The authors propose that the IVS30+1G→T splice site mutation in ABCR is a true null allele, explaining the more severe retinitis pigmentosa phenotype compared to Stargardt’s disease. They performed ophthalmologic and molecular genetic studies in a consanguineous family, mapped the disease locus to ABCR, and identified a homozygous IVS30+1G→T splice site mutation in RP patients. Linkage analysis located the causal gene at 1p21–p13, revealing that ABCR splice site mutations—IVS30+1G→T in RP and IVS40+5G→A in CRD—also occur in Stargardt’s disease, indicating that ABCR mutations underlie STGD, AMD, RP, and CRD, with a heterozygote frequency of 0.02 suggesting a significant role in autosomal recessive and sporadic forms.

Abstract

Ophthalmological and molecular genetic studies were performed in a consanguineous family with individuals showing either retinitis pigmentosa (RP) or cone-rod dystrophy (CRD). Assuming pseudodominant (recessive) inheritance of allelic defects, linkage analysis positioned the causal gene at 1p21–p13 (lod score 4.22), a genomic segment known to harbor the ABCR gene involved in Stargardt's disease (STGD) and age-related macular degeneration (AMD). We completed the exon-intron structure of the ABCR gene and detected a severe homozygous 5′ splice site mutation, IVS30+1G→T, in the four RP patients. The five CRD patients in this family are compound heterozygotes for the IVS30+1G→T mutation and a 5′ splice site mutation in intron 40 (IVS40+5G→A). Both splice site mutations were found heterozygously in two unrelated STGD patients, but not in 100 control individuals. In these patients the second mutation was either a missense mutation or unknown. Since thus far no STGD patients have been reported to carry two ABCR null alleles and taking into account that the RP phenotype is more severe than the STGD phenotype, we hypothesize that the intron 30 splice site mutation represents a true null allele.
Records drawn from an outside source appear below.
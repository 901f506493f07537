//! Operator registry and the built-in operators.
//!
//! Every operator is evaluated per input node and yields one `"true"` or
//! `"false"` literal for it. Operands are lowered through the compiler, so
//! they can be any query expression.

use std::borrow::Cow;
use std::cmp::Ordering;
use std::collections::HashMap;
use std::sync::Arc;

use super::lower::Compiler;
use super::{bool_literal, is_true, LowerError, NodeRef, QueryFn, QueryFunc};
use crate::dsl::DslNode;
use crate::node::{Node, NodePool};

/// Lowers the arguments of one operator call into a query function
pub type OperatorHandler =
    Box<dyn Fn(&Compiler, &[DslNode]) -> Result<QueryFunc, LowerError> + Send + Sync>;

/// Name → operator handler table
pub struct OperatorRegistry {
    handlers: HashMap<String, OperatorHandler>,
}

impl OperatorRegistry {
    /// Create a registry without any operators
    pub fn empty() -> Self {
        Self {
            handlers: HashMap::new(),
        }
    }

    /// Register (or override) an operator
    pub fn register<F>(&mut self, name: impl Into<String>, handler: F)
    where
        F: Fn(&Compiler, &[DslNode]) -> Result<QueryFunc, LowerError> + Send + Sync + 'static,
    {
        self.handlers.insert(name.into(), Box::new(handler));
    }

    pub fn contains(&self, name: &str) -> bool {
        self.handlers.contains_key(name)
    }

    /// Registered operator names, sorted
    pub fn names(&self) -> Vec<&str> {
        let mut names: Vec<&str> = self.handlers.keys().map(String::as_str).collect();
        names.sort_unstable();
        names
    }

    /// Lower a call to the named operator
    pub fn lower(&self, compiler: &Compiler, name: &str, args: &[DslNode]) -> Result<QueryFunc, LowerError> {
        let handler = self
            .handlers
            .get(name)
            .ok_or_else(|| LowerError::UnsupportedOperator(name.to_string()))?;
        handler(compiler, args)
    }
}

impl Default for OperatorRegistry {
    /// Registry with the built-in logical, comparison and membership operators
    fn default() -> Self {
        let mut registry = Self::empty();
        registry.register("||", |c: &Compiler, args: &[DslNode]| lower_logical(c, "||", Logic::Or, args));
        registry.register("&&", |c: &Compiler, args: &[DslNode]| lower_logical(c, "&&", Logic::And, args));
        registry.register("==", |c: &Compiler, args: &[DslNode]| lower_equality(c, "==", false, args));
        registry.register("!=", |c: &Compiler, args: &[DslNode]| lower_equality(c, "!=", true, args));
        registry.register(">", |c: &Compiler, args: &[DslNode]| lower_compare(c, ">", Compare::Gt, args));
        registry.register(">=", |c: &Compiler, args: &[DslNode]| lower_compare(c, ">=", Compare::Ge, args));
        registry.register("<", |c: &Compiler, args: &[DslNode]| lower_compare(c, "<", Compare::Lt, args));
        registry.register("<=", |c: &Compiler, args: &[DslNode]| lower_compare(c, "<=", Compare::Le, args));
        registry.register("!", lower_not);
        registry.register("has", lower_has);
        registry
    }
}

impl std::fmt::Debug for OperatorRegistry {
    fn fmt(&self, f: &mut std::fmt::Formatter<'_>) -> std::fmt::Result {
        f.debug_struct("OperatorRegistry").field("operators", &self.names()).finish()
    }
}

// ========== Argument Helpers ==========

/// Check arity and lower the operands of a binary operator
pub fn binary_operands(
    compiler: &Compiler,
    op: &str,
    args: &[DslNode],
) -> Result<(QueryFunc, QueryFunc), LowerError> {
    match args {
        [left, right] => Ok((compiler.lower(left)?, compiler.lower(right)?)),
        _ => Err(LowerError::Arity {
            op: op.to_string(),
            expected: 2,
            found: args.len(),
        }),
    }
}

/// Check arity and lower the operand of a unary operator
pub fn unary_operand(compiler: &Compiler, op: &str, args: &[DslNode]) -> Result<QueryFunc, LowerError> {
    match args {
        [arg] => compiler.lower(arg),
        _ => Err(LowerError::Arity {
            op: op.to_string(),
            expected: 1,
            found: args.len(),
        }),
    }
}

/// Evaluate `func` with `node` as its only input
fn eval_on<'n>(func: &QueryFunc, node: &'n Node) -> Vec<NodeRef<'n>> {
    func.run(vec![Cow::Borrowed(node)])
}

// ========== Logical ==========

#[derive(Debug, Clone, Copy)]
enum Logic {
    And,
    Or,
}

struct LogicalQuery {
    logic: Logic,
    left: QueryFunc,
    right: QueryFunc,
    pool: Arc<NodePool>,
}

impl QueryFn for LogicalQuery {
    fn run<'a>(&self, input: Vec<NodeRef<'a>>) -> Vec<NodeRef<'a>> {
        let mut out = Vec::with_capacity(input.len());
        for node in &input {
            // Both sides are always evaluated
            let left = eval_on(&self.left, node);
            let right = eval_on(&self.right, node);
            let value = match self.logic {
                Logic::And => is_true(&left) && is_true(&right),
                Logic::Or => is_true(&left) || is_true(&right),
            };
            self.pool.recycle(left);
            self.pool.recycle(right);
            out.push(bool_literal(&self.pool, value));
        }
        self.pool.recycle(input);
        out
    }
}

fn lower_logical(compiler: &Compiler, op: &str, logic: Logic, args: &[DslNode]) -> Result<QueryFunc, LowerError> {
    let (left, right) = binary_operands(compiler, op, args)?;
    Ok(Arc::new(LogicalQuery {
        logic,
        left,
        right,
        pool: Arc::clone(compiler.pool()),
    }))
}

struct NotQuery {
    operand: QueryFunc,
    pool: Arc<NodePool>,
}

impl QueryFn for NotQuery {
    fn run<'a>(&self, input: Vec<NodeRef<'a>>) -> Vec<NodeRef<'a>> {
        let mut out = Vec::with_capacity(input.len());
        for node in &input {
            let result = eval_on(&self.operand, node);
            let value = !is_true(&result);
            self.pool.recycle(result);
            out.push(bool_literal(&self.pool, value));
        }
        self.pool.recycle(input);
        out
    }
}

fn lower_not(compiler: &Compiler, args: &[DslNode]) -> Result<QueryFunc, LowerError> {
    let operand = unary_operand(compiler, "!", args)?;
    Ok(Arc::new(NotQuery {
        operand,
        pool: Arc::clone(compiler.pool()),
    }))
}

// ========== Equality ==========

struct EqualityQuery {
    negate: bool,
    left: QueryFunc,
    right: QueryFunc,
    pool: Arc<NodePool>,
}

impl QueryFn for EqualityQuery {
    fn run<'a>(&self, input: Vec<NodeRef<'a>>) -> Vec<NodeRef<'a>> {
        let mut out = Vec::with_capacity(input.len());
        for node in &input {
            let left = eval_on(&self.left, node);
            let right = eval_on(&self.right, node);
            let value = match (left.first(), right.first()) {
                (Some(l), Some(r)) => (l.token == r.token) != self.negate,
                // A missing side is never equal
                _ => self.negate,
            };
            self.pool.recycle(left);
            self.pool.recycle(right);
            out.push(bool_literal(&self.pool, value));
        }
        self.pool.recycle(input);
        out
    }
}

fn lower_equality(compiler: &Compiler, op: &str, negate: bool, args: &[DslNode]) -> Result<QueryFunc, LowerError> {
    let (left, right) = binary_operands(compiler, op, args)?;
    Ok(Arc::new(EqualityQuery {
        negate,
        left,
        right,
        pool: Arc::clone(compiler.pool()),
    }))
}

// ========== Ordering ==========

#[derive(Debug, Clone, Copy)]
enum Compare {
    Gt,
    Ge,
    Lt,
    Le,
}

impl Compare {
    fn holds(self, ordering: Ordering) -> bool {
        match self {
            Compare::Gt => ordering == Ordering::Greater,
            Compare::Ge => ordering != Ordering::Less,
            Compare::Lt => ordering == Ordering::Less,
            Compare::Le => ordering != Ordering::Greater,
        }
    }
}

/// Numeric when both tokens parse as numbers, lexical otherwise
fn compare_tokens(left: &str, right: &str) -> Option<Ordering> {
    match (left.parse::<f64>(), right.parse::<f64>()) {
        (Ok(l), Ok(r)) => l.partial_cmp(&r),
        _ => Some(left.cmp(right)),
    }
}

struct CompareQuery {
    compare: Compare,
    left: QueryFunc,
    right: QueryFunc,
    pool: Arc<NodePool>,
}

impl QueryFn for CompareQuery {
    fn run<'a>(&self, input: Vec<NodeRef<'a>>) -> Vec<NodeRef<'a>> {
        let mut out = Vec::with_capacity(input.len());
        for node in &input {
            let left = eval_on(&self.left, node);
            let right = eval_on(&self.right, node);
            let value = match (left.first(), right.first()) {
                (Some(l), Some(r)) => compare_tokens(&l.token, &r.token)
                    .is_some_and(|ordering| self.compare.holds(ordering)),
                _ => false,
            };
            self.pool.recycle(left);
            self.pool.recycle(right);
            out.push(bool_literal(&self.pool, value));
        }
        self.pool.recycle(input);
        out
    }
}

fn lower_compare(compiler: &Compiler, op: &str, compare: Compare, args: &[DslNode]) -> Result<QueryFunc, LowerError> {
    let (left, right) = binary_operands(compiler, op, args)?;
    Ok(Arc::new(CompareQuery {
        compare,
        left,
        right,
        pool: Arc::clone(compiler.pool()),
    }))
}

// ========== Membership ==========

struct HasQuery {
    left: QueryFunc,
    right: QueryFunc,
    pool: Arc<NodePool>,
}

impl QueryFn for HasQuery {
    fn run<'a>(&self, input: Vec<NodeRef<'a>>) -> Vec<NodeRef<'a>> {
        // The right side does not depend on the current node
        let wanted = self.right.run(Vec::new());
        let mut out = Vec::with_capacity(input.len());
        for node in &input {
            let present = eval_on(&self.left, node);
            let value = present
                .iter()
                .any(|p| wanted.iter().any(|w| w.token == p.token));
            self.pool.recycle(present);
            out.push(bool_literal(&self.pool, value));
        }
        self.pool.recycle(wanted);
        self.pool.recycle(input);
        out
    }
}

fn lower_has(compiler: &Compiler, args: &[DslNode]) -> Result<QueryFunc, LowerError> {
    let (left, right) = binary_operands(compiler, "has", args)?;
    Ok(Arc::new(HasQuery {
        left,
        right,
        pool: Arc::clone(compiler.pool()),
    }))
}
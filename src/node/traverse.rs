//! Tree traversal and structural transforms.
//!
//! Everything here walks the tree with an explicit stack, so arbitrarily
//! deep trees never exhaust the call stack.

use super::{Node, NodeKey};

/// Lazy pre-order (parent before children) iterator
pub struct PreOrder<'a> {
    stack: Vec<&'a Node>,
}

impl<'a> Iterator for PreOrder<'a> {
    type Item = &'a Node;

    fn next(&mut self) -> Option<&'a Node> {
        let node = self.stack.pop()?;
        self.stack.extend(node.children.iter().rev());
        Some(node)
    }
}

/// Lazy post-order (children before parent) iterator
pub struct PostOrder<'a> {
    // (node, index of the next child to descend into)
    stack: Vec<(&'a Node, usize)>,
}

impl<'a> Iterator for PostOrder<'a> {
    type Item = &'a Node;

    fn next(&mut self) -> Option<&'a Node> {
        loop {
            let frame = self.stack.last_mut()?;
            let node: &'a Node = frame.0;
            if frame.1 < node.children.len() {
                let child = &node.children[frame.1];
                frame.1 += 1;
                self.stack.push((child, 0));
            } else {
                self.stack.pop();
                return Some(node);
            }
        }
    }
}

impl Node {
    /// Iterate the subtree in pre-order, starting with this node
    pub fn pre_order(&self) -> PreOrder<'_> {
        PreOrder { stack: vec![self] }
    }

    /// Iterate the subtree in post-order, ending with this node
    pub fn post_order(&self) -> PostOrder<'_> {
        PostOrder {
            stack: vec![(self, 0)],
        }
    }

    /// Call `visit` for each node in pre-order
    pub fn visit_pre_order<F: FnMut(&Node)>(&self, visit: F) {
        self.pre_order().for_each(visit);
    }

    /// Call `visit` for each node in post-order
    pub fn visit_post_order<F: FnMut(&Node)>(&self, visit: F) {
        self.post_order().for_each(visit);
    }

    /// Collect every node of the subtree (root included) matching `predicate`, in pre-order
    pub fn find<P: FnMut(&Node) -> bool>(&self, mut predicate: P) -> Vec<&Node> {
        self.pre_order().filter(|node| predicate(node)).collect()
    }

    /// Number of nodes in this subtree, including this node
    pub fn subtree_size(&self) -> usize {
        self.pre_order().count()
    }

    /// Path from this node down to the parent of `target`.
    ///
    /// Empty when the target is this node or is not in the subtree.
    pub fn ancestors(&self, target: NodeKey) -> Vec<&Node> {
        let mut path: Vec<&Node> = Vec::new();
        let mut stack: Vec<(&Node, usize)> = vec![(self, 0)];

        while let Some((node, depth)) = stack.pop() {
            path.truncate(depth);
            if node.is(target) {
                return path;
            }
            path.push(node);
            stack.extend(node.children.iter().rev().map(|child| (child, depth + 1)));
        }

        Vec::new()
    }

    /// Build a transformed deep copy of this tree.
    ///
    /// `f` sees each copied node after its children were already
    /// transformed. The source tree is left untouched.
    pub fn transform<F: FnMut(Node) -> Node>(&self, mut f: F) -> Node {
        let mut frames: Vec<(&Node, usize)> = vec![(self, 0)];
        let mut built: Vec<Node> = Vec::new();

        while let Some(frame) = frames.last_mut() {
            let node = frame.0;
            if frame.1 < node.children.len() {
                let child = &node.children[frame.1];
                frame.1 += 1;
                frames.push((child, 0));
                continue;
            }
            frames.pop();
            let children = built.split_off(built.len() - node.children.len());
            built.push(f(node.copy_with_children(children)));
        }

        built.pop().unwrap_or_default()
    }

    /// Mutate the tree in place, pre-order.
    ///
    /// `f` returns whether to descend into the node's children; returning
    /// `false` prunes the walk below that node, nothing else.
    pub fn transform_in_place<F: FnMut(&mut Node) -> bool>(&mut self, mut f: F) {
        let mut stack: Vec<&mut Node> = vec![self];
        while let Some(node) = stack.pop() {
            if f(&mut *node) {
                stack.extend(node.children.iter_mut().rev());
            }
        }
    }
}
Since the intron 30 mutation is found heterozygously in the CRD patients, the IVS40+5G→A mutation probably renders the exon 40 5′ splice site partially functional. These results show that mutations in the ABCR gene not only result in STGD and AMD, but can also cause autosomal recessive RP and CRD. Since the heterozygote frequency for ABCR mutations is estimated at 0.02, mutations in ABCR might be an important cause of autosomal recessive and sporadic forms of RP and CRD.